The main strength of this review is the number of databases queried, along with the inclusion of all types of studies regardless of their focus. This revealed a large number of studies eligible for analysis to identify as many characteristics associated with positive outcome as possible.

The main limitations are the lack of unambiguous taxonomy to describe digital tools that support clinical decision and of recognised recommendations for conducting such studies. For example, some of the studies analysed lacked a description of the data that were entered into the system or did not indicate the end user. The choice to include studies that lacked complete information on the CDSS was made in order to select the largest number of CDSSs that have been used in a real-world healthcare setting.

On one hand, the heterogeneity of the studies has made it difficult for us to compare the different studies and devices (hence, the scoping review), while, on the other, it granted us a global view of the use of CDSSs worldwide.

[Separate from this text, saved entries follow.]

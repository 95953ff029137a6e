//! Goal domain model.
//!
//! # Responsibility
//! - Define the canonical goal record and its persisted JSON shape.
//! - Provide the toggle/reset transitions applied by the goal store.
//!
//! # Invariants
//! - `id` is stable and never reused for another goal.
//! - `completion_history` is append-only; entries are never edited or removed.
//! - Every toggle appends exactly one history record, including un-marking.

use crate::model::calendar::days_between;
use chrono::NaiveDate;
use serde::{Deserialize, Serialize};
use std::error::Error;
use std::fmt::{Display, Formatter};
use uuid::Uuid;

/// Opaque goal identifier.
///
/// Fresh ids are random UUIDs, but any non-empty string read back from
/// storage is accepted as-is.
#[derive(Debug, Clone, PartialEq, Eq, Hash, PartialOrd, Ord, Serialize, Deserialize)]
#[serde(transparent)]
pub struct GoalId(String);

impl GoalId {
    /// Generates a fresh random identifier.
    pub fn generate() -> Self {
        Self(Uuid::new_v4().to_string())
    }

    pub fn as_str(&self) -> &str {
        &self.0
    }
}

impl Display for GoalId {
    fn fmt(&self, f: &mut Formatter<'_>) -> std::fmt::Result {
        f.write_str(&self.0)
    }
}

impl From<&str> for GoalId {
    fn from(value: &str) -> Self {
        Self(value.to_string())
    }
}

impl From<String> for GoalId {
    fn from(value: String) -> Self {
        Self(value)
    }
}

/// One toggle event in a goal's completion ledger.
#[derive(Debug, Clone, Copy, PartialEq, Eq, Serialize, Deserialize)]
pub struct CompletionRecord {
    /// Calendar day on which the toggle happened.
    pub date: NaiveDate,
    /// Completion state the toggle moved the goal into.
    pub completed: bool,
}

/// Canonical goal record.
///
/// Field names serialize in camelCase (`endDate`, `isDailyReset`, ...) to
/// stay compatible with previously saved state.
#[derive(Debug, Clone, PartialEq, Eq, Serialize, Deserialize)]
#[serde(rename_all = "camelCase")]
pub struct Goal {
    pub id: GoalId,
    pub title: String,
    pub description: String,
    /// Last calendar day of the goal's pursuit.
    pub end_date: NaiveDate,
    pub is_daily_reset: bool,
    pub is_completed_today: bool,
    pub completion_history: Vec<CompletionRecord>,
}

impl Goal {
    /// Creates a goal from validated form input with a fresh id.
    ///
    /// # Invariants
    /// - `is_completed_today` starts as `false`.
    /// - `completion_history` starts empty.
    pub fn new(input: NewGoal) -> Self {
        Self::with_id(GoalId::generate(), input)
    }

    /// Creates a goal with a caller-provided id.
    ///
    /// Used by import paths and tests where identity already exists.
    pub fn with_id(id: GoalId, input: NewGoal) -> Self {
        Self {
            id,
            title: input.title,
            description: input.description,
            end_date: input.end_date,
            is_daily_reset: input.is_daily_reset,
            is_completed_today: false,
            completion_history: Vec::new(),
        }
    }

    /// Records a toggle on `today` and flips the completion flag.
    pub fn toggle(&mut self, today: NaiveDate) {
        let completed = !self.is_completed_today;
        self.completion_history.push(CompletionRecord {
            date: today,
            completed,
        });
        self.is_completed_today = completed;
    }

    /// Clears today's completion flag. History is left untouched.
    pub fn reset_today(&mut self) {
        self.is_completed_today = false;
    }

    /// Whole days left until `end_date`, negative once it has passed.
    pub fn days_remaining(&self, today: NaiveDate) -> i64 {
        days_between(today, self.end_date)
    }

    pub fn is_expired(&self, today: NaiveDate) -> bool {
        self.days_remaining(today) < 0
    }
}

/// Form input for creating a goal.
#[derive(Debug, Clone, PartialEq, Eq)]
pub struct NewGoal {
    pub title: String,
    pub description: String,
    pub end_date: NaiveDate,
    pub is_daily_reset: bool,
}

impl NewGoal {
    pub fn new(title: impl Into<String>, end_date: NaiveDate) -> Self {
        Self {
            title: title.into(),
            description: String::new(),
            end_date,
            is_daily_reset: false,
        }
    }

    pub fn description(mut self, description: impl Into<String>) -> Self {
        self.description = description.into();
        self
    }

    pub fn daily_reset(mut self, is_daily_reset: bool) -> Self {
        self.is_daily_reset = is_daily_reset;
        self
    }

    /// Validates caller input before it becomes a goal.
    ///
    /// # Errors
    /// - `EmptyTitle` when the title is empty or whitespace only.
    pub fn validate(&self) -> Result<(), GoalValidationError> {
        if self.title.trim().is_empty() {
            return Err(GoalValidationError::EmptyTitle);
        }
        Ok(())
    }
}

/// Rejection reasons for goal form input.
#[derive(Debug, Clone, Copy, PartialEq, Eq)]
pub enum GoalValidationError {
    EmptyTitle,
}

impl Display for GoalValidationError {
    fn fmt(&self, f: &mut Formatter<'_>) -> std::fmt::Result {
        match self {
            Self::EmptyTitle => write!(f, "goal title cannot be empty"),
        }
    }
}

impl Error for GoalValidationError {}

/// Read-only projection used by list renderers.
#[derive(Debug, Clone, PartialEq, Eq)]
pub struct GoalView<'a> {
    pub goal: &'a Goal,
    pub days_remaining: i64,
    /// Expired goals render de-emphasized and cannot be toggled.
    pub is_expired: bool,
}

impl<'a> GoalView<'a> {
    pub fn new(goal: &'a Goal, today: NaiveDate) -> Self {
        let days_remaining = goal.days_remaining(today);
        Self {
            goal,
            days_remaining,
            is_expired: days_remaining < 0,
        }
    }
}

#[cfg(test)]
mod tests {
    use super::{Goal, GoalId, GoalValidationError, NewGoal};
    use chrono::NaiveDate;

    fn date(y: i32, m: u32, d: u32) -> NaiveDate {
        NaiveDate::from_ymd_opt(y, m, d).expect("valid date")
    }

    #[test]
    fn toggle_appends_record_for_each_flip() {
        let mut goal = Goal::new(NewGoal::new("Read", date(2024, 1, 10)));

        goal.toggle(date(2024, 1, 1));
        goal.toggle(date(2024, 1, 1));

        assert!(!goal.is_completed_today);
        assert_eq!(goal.completion_history.len(), 2);
        assert!(goal.completion_history[0].completed);
        assert!(!goal.completion_history[1].completed);
    }

    #[test]
    fn reset_today_keeps_history() {
        let mut goal = Goal::new(NewGoal::new("Read", date(2024, 1, 10)));
        goal.toggle(date(2024, 1, 1));

        goal.reset_today();

        assert!(!goal.is_completed_today);
        assert_eq!(goal.completion_history.len(), 1);
    }

    #[test]
    fn expiry_starts_the_day_after_end_date() {
        let goal = Goal::with_id(
            GoalId::from("g-1"),
            NewGoal::new("Read", date(2024, 1, 10)),
        );

        assert_eq!(goal.days_remaining(date(2024, 1, 1)), 9);
        assert!(!goal.is_expired(date(2024, 1, 10)));
        assert!(goal.is_expired(date(2024, 1, 11)));
    }

    #[test]
    fn validate_rejects_blank_title() {
        let input = NewGoal::new("   ", date(2024, 1, 10));
        assert_eq!(input.validate(), Err(GoalValidationError::EmptyTitle));
    }
}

Another limitation can be found in the absence of a focus on a specific patient category, which made it difficult to assess consistency with previous reviews.

Conclusions

To sum up, 25 (59.5%) of the selected studies proved effective in supporting clinical practice and improving treatment outcomes in different healthcare scenarios. However, the evidence reported does not allow robust conclusions on the effect of CDSSs in real clinical practice to be drawn, both due to the high variability of the interventions implemented and the limited number of CDSSs found.

From the results of this analysis, an initial version of a checklist was created that could be used to refine the design of studies aimed at evaluating the use of CDSSs:

  • Prefer studies with a pre–post intervention scheme.

  • Enrol population with complex morbidity and medication regimen at baseline but adequate life expectancy; one hospital setting (one or more wards) should be preferred for subject enrolment.

  • Plan interprofessional collaboration and pharmacist involvement.

  • Integrate a user-friendly CDSS with the healthcare facility’s computerised systems with information sharing capability among healthcare professionals.

  • Take into consideration active patient engagement and education of the healthcare professionals involved (contribution still uncertain).

Further research

There is a considerable need for studies that may demonstrate the usefulness of CDSSs in reducing medical errors and improving the quality of care. A possible solution is to promote the use of this checklist to plan studies conducted with CDSSs that may prove effective. Moreover, it would be desirable to validate the checklist and keep it updated according to the latest evidence.